Crown Vic RF problem

This forum is dedicated to helping people with questions about installing radio equipment in vehicles. This can include antenna installs, electrical wiring questions/problems, and mounting systems. Pictures of installs are welcome.

Note: Discussions regarding lighting, sirens, and other equipment now has its own forum in the 'off-topic' section below.

Moderator: Queue Moderator

Post Reply
WV8VFD
was KD8CPP
Posts: 242
Joined: Tue Apr 17, 2007 8:50 am
What radios do you own?: WAY TO MANY

Crown Vic RF problem

Post by WV8VFD »

I have a 110w Astro Spectra W3 head in my car. The drawr is in the trunk, towards the left on a little wood deck I made of MDF. The antenna is a quarter wave on the right side of the trunk on an L bracket. About 1.8-2.0 to 1 is the lowest I can get the SWR. Im assuming because its a quarter wave, with hardly any ground plane.

My problem is, I have a Signal LCS850 siren/lighting controller. If I key up on high power I get a beep..beep beep..beep...almost like computer speakers when you have a GSM phone near them and they're getting a text message. If I go to low power, you hear a click and a hum, until I un-key, and then you hear another click, and it stops.

Both units are ran to the same ground, a ground bolt I put in. Clean of paint. I have not, however, tried grounding the chassis of the siren. I plan on sanding the coating off of one of the mounting feet, and running a ground wire to a ground. The siren is mounted to the backing of the seat, since I didnt have enough room on the MDF to do a mount for the siren.

Any suggestions? I'm gonna try another guy's 5/8 wave tonight when he gets to the fire house. We have it down to about 1.2:1 SWR, and thats mounted on an L bracket also. Im thinking it might be the SWR getting back in the trunk from the quarter wave. Tried a brand new NMO to make sure the cable wasn't goofed, and both have a real Mini UHF, rather than an adapter.

Any help would be appriciated.

Thanks
Tyler Lewis
User avatar
Andy Corbin
Posts: 158
Joined: Tue Apr 19, 2005 3:46 pm

Re: Crown Vic RF problem

Post by Andy Corbin »

WV8VFD wrote:I have a 110w Astro Spectra W3 head in my car.
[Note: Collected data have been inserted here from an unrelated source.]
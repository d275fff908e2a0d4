use std::io::{self, BufWriter};

use criterion::{black_box, criterion_group, criterion_main, BatchSize, BenchmarkId, Criterion, Throughput};
use svdataset::dataset::{Dataset, PointColumns};
use svdataset::xml::{DatasetReader, XmlLayout};

fn generate_dataset(num_points: usize) -> Dataset {
    let mut dataset = Dataset::new_2d("bench", 44100.0).unwrap();
    dataset
        .set_data_from_iterable(
            PointColumns::new((0..num_points as u64).map(|i| i * 512))
                .values((0..num_points).map(|i| (i as f64 * 0.01).sin()))
                .labels((0..num_points).map(|i| format!("segment {}", i % 16))),
        )
        .unwrap();
    dataset
}

fn bench_write_xml(c: &mut Criterion) {
    let mut group = c.benchmark_group("dataset_write_xml");
    let layout = XmlLayout::default();

    for num_points in [10_000, 100_000, 1_000_000] {
        let dataset = generate_dataset(num_points);

        group.throughput(Throughput::Elements(num_points as u64));
        group.bench_with_input(
            BenchmarkId::from_parameter(num_points),
            &dataset,
            |b, dataset| {
                b.iter(|| {
                    let writer = BufWriter::new(io::sink());
                    dataset.write_xml(writer, &layout).unwrap();
                });
            },
        );
    }

    group.finish();
}

fn bench_read_xml(c: &mut Criterion) {
    let mut group = c.benchmark_group("dataset_read_xml");

    for num_points in [10_000, 100_000] {
        let mut xml = Vec::new();
        generate_dataset(num_points)
            .write_xml(&mut xml, &XmlLayout::default())
            .unwrap();

        group.throughput(Throughput::Elements(num_points as u64));
        group.bench_with_input(BenchmarkId::from_parameter(num_points), &xml, |b, xml| {
            b.iter_batched(
                || DatasetReader::new(xml.as_slice()),
                |mut reader| {
                    let dataset = reader.next_dataset().unwrap().unwrap();
                    black_box(dataset.len());
                },
                BatchSize::LargeInput,
            );
        });
    }

    group.finish();
}

fn bench_bulk_ingestion(c: &mut Criterion) {
    let mut group = c.benchmark_group("dataset_set_data_from_iterable");

    for num_points in [100_000, 1_000_000] {
        group.throughput(Throughput::Elements(num_points as u64));
        group.bench_function(BenchmarkId::from_parameter(num_points), |b| {
            b.iter(|| black_box(generate_dataset(num_points)));
        });
    }

    group.finish();
}

criterion_group!(benches, bench_write_xml, bench_read_xml, bench_bulk_ingestion);
criterion_main!(benches);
The drawr is in the trunk, towards the left on a little wood deck I made of MDF. The antenna is a quarter wave on the right side of the trunk on an L bracket. About 1.8-2.0 to 1 is the lowest I can get the SWR. Im assuming because its a quarter wave, with hardly any ground plane.

My problem is, I have a Signal LCS850 siren/lighting controller. If I key up on high power I get a beep..beep beep..beep...almost like computer speakers when you have a GSM phone near them and they're getting a text message. If I go to low power, you hear a click and a hum, until I un-key, and then you hear another click, and it stops.

Both units are ran to the same ground, a ground bolt I put in. Clean of paint. I have not, however, tried grounding the chassis of the siren. I plan on sanding the coating off of one of the mounting feet, and running a ground wire to a ground. The siren is mounted to the backing of the seat, since I didnt have enough room on the MDF to do a mount for the siren.

Any suggestions? I'm gonna try another guy's 5/8 wave tonight when he gets to the fire house. We have it down to about 1.2:1 SWR, and thats mounted on an L bracket also. Im thinking it might be the SWR getting back in the trunk from the quarter wave. Tried a brand new NMO to make sure the cable wasn't goofed, and both have a real Mini UHF, rather than an adapter.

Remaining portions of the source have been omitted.